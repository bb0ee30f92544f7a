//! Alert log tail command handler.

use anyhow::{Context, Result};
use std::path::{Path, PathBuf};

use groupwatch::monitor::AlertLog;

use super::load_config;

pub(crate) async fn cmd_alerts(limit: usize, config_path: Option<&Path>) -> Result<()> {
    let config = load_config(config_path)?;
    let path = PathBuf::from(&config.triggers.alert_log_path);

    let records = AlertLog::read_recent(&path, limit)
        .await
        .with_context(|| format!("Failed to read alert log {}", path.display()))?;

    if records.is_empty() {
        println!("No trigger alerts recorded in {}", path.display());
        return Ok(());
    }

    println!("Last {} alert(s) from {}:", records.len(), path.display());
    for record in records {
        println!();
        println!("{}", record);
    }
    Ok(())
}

----------

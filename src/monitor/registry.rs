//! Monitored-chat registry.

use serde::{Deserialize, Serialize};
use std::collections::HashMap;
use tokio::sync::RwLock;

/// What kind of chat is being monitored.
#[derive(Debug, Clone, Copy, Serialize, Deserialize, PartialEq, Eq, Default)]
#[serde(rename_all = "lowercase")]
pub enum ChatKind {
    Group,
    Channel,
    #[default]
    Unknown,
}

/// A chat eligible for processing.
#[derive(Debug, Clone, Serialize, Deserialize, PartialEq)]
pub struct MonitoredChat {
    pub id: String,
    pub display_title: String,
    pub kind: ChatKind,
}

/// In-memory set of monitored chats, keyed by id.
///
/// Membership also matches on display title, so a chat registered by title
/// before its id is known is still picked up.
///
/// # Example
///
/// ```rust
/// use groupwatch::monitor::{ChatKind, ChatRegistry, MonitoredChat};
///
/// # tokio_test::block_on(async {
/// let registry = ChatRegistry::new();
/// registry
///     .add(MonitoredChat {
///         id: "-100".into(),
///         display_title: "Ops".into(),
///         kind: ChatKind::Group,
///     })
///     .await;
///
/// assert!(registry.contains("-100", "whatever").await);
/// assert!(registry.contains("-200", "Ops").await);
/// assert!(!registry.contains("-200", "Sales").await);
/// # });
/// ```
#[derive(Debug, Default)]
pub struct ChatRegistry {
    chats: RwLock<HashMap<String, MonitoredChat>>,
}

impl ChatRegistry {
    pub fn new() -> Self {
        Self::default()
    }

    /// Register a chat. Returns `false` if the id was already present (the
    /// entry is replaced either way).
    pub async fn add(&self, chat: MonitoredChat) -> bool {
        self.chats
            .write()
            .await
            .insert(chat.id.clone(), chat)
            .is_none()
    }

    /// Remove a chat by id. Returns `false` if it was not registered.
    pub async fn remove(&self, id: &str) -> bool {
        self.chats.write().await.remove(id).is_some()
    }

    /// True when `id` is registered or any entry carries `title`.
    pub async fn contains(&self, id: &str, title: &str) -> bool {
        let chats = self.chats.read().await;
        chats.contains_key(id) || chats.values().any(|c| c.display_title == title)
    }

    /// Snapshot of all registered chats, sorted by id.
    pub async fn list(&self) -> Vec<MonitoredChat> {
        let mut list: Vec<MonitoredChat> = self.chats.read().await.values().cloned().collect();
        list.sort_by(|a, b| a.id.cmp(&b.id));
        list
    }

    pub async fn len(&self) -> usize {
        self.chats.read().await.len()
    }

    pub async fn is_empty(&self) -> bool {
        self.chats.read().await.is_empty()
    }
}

----------

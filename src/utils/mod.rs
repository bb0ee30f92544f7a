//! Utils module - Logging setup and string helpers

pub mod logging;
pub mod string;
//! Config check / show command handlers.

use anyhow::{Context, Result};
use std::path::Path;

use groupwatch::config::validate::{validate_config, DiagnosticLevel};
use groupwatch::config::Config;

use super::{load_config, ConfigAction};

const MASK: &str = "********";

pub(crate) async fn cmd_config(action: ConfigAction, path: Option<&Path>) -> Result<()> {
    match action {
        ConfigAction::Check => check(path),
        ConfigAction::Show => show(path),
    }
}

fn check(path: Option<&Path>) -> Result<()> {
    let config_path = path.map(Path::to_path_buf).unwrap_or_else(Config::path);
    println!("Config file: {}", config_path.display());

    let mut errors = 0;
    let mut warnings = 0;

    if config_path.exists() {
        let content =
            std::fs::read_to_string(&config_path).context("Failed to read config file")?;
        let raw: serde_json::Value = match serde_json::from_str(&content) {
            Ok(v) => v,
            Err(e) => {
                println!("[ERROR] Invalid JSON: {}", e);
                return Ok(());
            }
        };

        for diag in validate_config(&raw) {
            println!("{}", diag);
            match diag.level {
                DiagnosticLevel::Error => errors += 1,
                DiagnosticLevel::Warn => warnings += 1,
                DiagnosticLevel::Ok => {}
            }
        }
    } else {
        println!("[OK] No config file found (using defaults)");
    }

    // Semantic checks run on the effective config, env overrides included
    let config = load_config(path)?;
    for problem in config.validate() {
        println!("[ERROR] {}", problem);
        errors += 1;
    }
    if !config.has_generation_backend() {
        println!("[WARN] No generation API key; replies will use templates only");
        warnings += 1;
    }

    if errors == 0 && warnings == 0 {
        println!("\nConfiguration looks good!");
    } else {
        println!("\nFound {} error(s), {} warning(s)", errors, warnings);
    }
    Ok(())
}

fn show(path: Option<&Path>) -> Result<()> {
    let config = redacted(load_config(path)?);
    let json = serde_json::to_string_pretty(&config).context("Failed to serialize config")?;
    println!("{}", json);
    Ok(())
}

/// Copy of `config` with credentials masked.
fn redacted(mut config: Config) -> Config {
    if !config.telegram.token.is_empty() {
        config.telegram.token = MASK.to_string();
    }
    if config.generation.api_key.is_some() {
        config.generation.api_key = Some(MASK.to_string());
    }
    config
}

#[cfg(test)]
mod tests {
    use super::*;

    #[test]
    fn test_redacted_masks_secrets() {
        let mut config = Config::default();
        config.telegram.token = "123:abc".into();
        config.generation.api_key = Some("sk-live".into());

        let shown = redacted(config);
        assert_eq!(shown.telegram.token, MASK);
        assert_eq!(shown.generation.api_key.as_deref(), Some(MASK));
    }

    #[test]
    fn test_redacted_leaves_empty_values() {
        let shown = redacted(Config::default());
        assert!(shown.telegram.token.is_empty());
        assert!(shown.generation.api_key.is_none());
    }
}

----------

Assignment => Could you please find every line of the listing above holding the string "entry" and copy it?

Reply =>
    /// entry is replaced either way).
    /// True when `id` is registered or any entry carries `title`.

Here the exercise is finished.